§ YOUR OBJECTIVE:
In the records below, find the line with "print_json(&services.indicators.get(id)?)?;" and the line with "planned_end_date, ordinal, seed"; return exactly those lines and every line between them.

*** TASK INPUTS

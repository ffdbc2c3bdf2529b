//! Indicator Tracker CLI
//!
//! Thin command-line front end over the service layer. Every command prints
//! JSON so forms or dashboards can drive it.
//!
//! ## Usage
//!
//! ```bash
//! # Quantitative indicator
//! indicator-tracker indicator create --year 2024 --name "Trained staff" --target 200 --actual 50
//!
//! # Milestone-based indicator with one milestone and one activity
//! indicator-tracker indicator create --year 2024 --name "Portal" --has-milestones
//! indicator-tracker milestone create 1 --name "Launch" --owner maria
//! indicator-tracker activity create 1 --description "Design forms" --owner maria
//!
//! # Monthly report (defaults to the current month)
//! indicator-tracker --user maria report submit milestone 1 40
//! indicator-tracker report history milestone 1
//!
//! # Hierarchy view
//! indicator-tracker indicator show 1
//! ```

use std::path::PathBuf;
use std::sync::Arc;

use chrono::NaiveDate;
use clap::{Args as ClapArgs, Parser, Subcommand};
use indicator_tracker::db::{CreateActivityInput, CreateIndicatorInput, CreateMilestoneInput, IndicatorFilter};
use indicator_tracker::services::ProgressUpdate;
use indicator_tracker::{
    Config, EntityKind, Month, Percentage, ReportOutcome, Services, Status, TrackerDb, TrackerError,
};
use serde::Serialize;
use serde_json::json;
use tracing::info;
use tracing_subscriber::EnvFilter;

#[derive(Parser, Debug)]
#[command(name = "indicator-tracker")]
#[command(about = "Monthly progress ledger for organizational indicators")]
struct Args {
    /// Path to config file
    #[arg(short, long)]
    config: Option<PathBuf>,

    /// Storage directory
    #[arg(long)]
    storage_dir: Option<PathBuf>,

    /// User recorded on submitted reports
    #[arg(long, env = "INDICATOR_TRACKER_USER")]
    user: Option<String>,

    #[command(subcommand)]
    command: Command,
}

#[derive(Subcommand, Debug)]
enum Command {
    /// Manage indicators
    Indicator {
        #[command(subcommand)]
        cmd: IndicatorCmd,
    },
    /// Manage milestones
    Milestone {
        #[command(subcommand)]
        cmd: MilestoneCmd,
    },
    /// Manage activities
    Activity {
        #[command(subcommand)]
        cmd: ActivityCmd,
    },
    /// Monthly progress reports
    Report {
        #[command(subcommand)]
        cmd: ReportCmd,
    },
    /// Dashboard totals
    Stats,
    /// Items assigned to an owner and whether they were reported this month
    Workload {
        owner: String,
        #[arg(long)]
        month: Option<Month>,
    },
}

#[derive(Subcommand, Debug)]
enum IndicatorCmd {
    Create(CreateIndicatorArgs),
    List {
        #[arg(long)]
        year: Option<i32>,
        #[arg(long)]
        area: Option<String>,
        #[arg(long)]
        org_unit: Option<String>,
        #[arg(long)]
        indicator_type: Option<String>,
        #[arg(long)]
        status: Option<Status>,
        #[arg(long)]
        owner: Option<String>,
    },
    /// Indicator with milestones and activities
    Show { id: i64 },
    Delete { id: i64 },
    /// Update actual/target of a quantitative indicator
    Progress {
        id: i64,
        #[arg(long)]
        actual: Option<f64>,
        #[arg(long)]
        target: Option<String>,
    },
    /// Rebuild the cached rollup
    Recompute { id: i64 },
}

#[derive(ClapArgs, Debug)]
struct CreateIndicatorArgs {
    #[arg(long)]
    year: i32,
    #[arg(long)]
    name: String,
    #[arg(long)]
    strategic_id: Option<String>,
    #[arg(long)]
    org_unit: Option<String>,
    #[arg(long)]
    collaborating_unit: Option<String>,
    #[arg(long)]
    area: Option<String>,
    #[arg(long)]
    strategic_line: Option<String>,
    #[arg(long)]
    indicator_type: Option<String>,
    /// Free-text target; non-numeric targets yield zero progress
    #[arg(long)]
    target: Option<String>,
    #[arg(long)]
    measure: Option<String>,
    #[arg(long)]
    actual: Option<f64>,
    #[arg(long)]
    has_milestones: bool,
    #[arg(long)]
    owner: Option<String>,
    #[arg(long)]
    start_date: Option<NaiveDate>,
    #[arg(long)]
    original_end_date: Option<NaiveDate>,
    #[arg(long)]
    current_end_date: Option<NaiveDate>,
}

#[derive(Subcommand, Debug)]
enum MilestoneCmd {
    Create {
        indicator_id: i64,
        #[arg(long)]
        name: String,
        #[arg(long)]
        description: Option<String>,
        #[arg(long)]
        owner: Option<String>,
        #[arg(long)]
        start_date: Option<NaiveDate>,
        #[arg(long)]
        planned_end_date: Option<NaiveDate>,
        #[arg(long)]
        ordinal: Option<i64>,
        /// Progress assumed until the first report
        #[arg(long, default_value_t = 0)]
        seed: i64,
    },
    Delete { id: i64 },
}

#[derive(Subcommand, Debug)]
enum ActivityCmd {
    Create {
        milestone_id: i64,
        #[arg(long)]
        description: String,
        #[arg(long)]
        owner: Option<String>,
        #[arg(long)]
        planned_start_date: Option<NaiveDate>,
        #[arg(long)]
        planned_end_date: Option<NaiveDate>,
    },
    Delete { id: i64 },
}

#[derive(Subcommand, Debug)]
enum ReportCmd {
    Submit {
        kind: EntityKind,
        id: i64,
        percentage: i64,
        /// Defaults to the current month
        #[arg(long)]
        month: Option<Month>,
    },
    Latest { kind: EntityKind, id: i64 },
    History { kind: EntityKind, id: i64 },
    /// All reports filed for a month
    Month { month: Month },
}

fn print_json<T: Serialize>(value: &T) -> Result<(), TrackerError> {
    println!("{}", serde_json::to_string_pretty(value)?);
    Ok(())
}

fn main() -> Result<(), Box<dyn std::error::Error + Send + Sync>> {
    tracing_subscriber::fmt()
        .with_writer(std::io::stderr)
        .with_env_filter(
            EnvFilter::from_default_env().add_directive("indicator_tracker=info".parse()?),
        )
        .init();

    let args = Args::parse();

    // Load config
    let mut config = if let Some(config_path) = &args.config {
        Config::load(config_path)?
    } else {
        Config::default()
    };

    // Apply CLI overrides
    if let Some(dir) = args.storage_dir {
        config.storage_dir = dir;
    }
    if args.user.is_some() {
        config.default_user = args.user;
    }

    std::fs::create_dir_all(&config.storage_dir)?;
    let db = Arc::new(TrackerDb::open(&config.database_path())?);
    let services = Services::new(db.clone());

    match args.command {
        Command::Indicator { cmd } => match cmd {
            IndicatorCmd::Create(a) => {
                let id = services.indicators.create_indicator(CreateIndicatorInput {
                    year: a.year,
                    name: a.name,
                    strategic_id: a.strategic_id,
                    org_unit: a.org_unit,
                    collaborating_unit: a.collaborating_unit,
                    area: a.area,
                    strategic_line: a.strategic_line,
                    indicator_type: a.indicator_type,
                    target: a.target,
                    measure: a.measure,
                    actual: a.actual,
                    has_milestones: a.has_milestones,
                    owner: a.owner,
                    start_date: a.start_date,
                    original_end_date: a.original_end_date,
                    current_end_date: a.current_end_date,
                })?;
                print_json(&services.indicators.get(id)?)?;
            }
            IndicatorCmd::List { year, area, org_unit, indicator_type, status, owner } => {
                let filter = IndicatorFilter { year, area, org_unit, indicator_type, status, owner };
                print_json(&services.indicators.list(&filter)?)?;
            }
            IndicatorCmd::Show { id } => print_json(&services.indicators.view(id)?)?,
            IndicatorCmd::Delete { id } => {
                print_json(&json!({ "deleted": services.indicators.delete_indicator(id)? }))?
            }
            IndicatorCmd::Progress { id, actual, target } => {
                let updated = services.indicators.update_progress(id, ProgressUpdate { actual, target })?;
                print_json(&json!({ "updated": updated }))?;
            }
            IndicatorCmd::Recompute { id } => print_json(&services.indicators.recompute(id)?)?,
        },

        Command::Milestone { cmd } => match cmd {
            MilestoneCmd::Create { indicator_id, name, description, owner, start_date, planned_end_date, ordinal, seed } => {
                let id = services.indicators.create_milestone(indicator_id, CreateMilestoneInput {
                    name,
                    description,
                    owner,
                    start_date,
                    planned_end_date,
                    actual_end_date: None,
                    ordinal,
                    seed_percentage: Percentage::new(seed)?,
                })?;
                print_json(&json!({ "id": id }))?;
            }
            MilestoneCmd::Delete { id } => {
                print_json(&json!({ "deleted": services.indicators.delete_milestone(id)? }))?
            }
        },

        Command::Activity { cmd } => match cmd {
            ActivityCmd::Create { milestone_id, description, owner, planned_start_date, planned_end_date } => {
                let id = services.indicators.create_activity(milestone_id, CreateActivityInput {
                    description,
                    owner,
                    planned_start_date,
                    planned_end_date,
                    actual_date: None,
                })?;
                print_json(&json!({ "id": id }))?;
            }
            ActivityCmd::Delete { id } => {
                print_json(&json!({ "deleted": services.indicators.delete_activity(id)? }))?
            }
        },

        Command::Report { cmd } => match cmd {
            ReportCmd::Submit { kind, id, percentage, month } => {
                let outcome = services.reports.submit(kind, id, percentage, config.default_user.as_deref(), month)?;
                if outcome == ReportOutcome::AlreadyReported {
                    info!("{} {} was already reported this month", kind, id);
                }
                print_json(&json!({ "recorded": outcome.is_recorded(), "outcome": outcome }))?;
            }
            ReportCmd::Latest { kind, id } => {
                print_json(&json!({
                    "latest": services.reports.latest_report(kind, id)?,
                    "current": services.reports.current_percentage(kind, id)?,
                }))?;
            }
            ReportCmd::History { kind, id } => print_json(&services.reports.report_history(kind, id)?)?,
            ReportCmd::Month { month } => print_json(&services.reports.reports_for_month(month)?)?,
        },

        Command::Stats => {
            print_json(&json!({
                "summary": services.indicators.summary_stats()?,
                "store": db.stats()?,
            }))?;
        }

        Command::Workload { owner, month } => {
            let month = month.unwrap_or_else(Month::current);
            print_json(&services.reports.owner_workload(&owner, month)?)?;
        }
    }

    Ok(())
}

******

§ TASK RESULT:
                print_json(&services.indicators.get(id)?)?;
            }
            IndicatorCmd::List { year, area, org_unit, indicator_type, status, owner } => {
                let filter = IndicatorFilter { year, area, org_unit, indicator_type, status, owner };
                print_json(&services.indicators.list(&filter)?)?;
            }
            IndicatorCmd::Show { id } => print_json(&services.indicators.view(id)?)?,
            IndicatorCmd::Delete { id } => {
                print_json(&json!({ "deleted": services.indicators.delete_indicator(id)? }))?
            }
            IndicatorCmd::Progress { id, actual, target } => {
                let updated = services.indicators.update_progress(id, ProgressUpdate { actual, target })?;
                print_json(&json!({ "updated": updated }))?;
            }
            IndicatorCmd::Recompute { id } => print_json(&services.indicators.recompute(id)?)?,
        },

        Command::Milestone { cmd } => match cmd {
            MilestoneCmd::Create { indicator_id, name, description, owner, start_date, planned_end_date, ordinal, seed } => {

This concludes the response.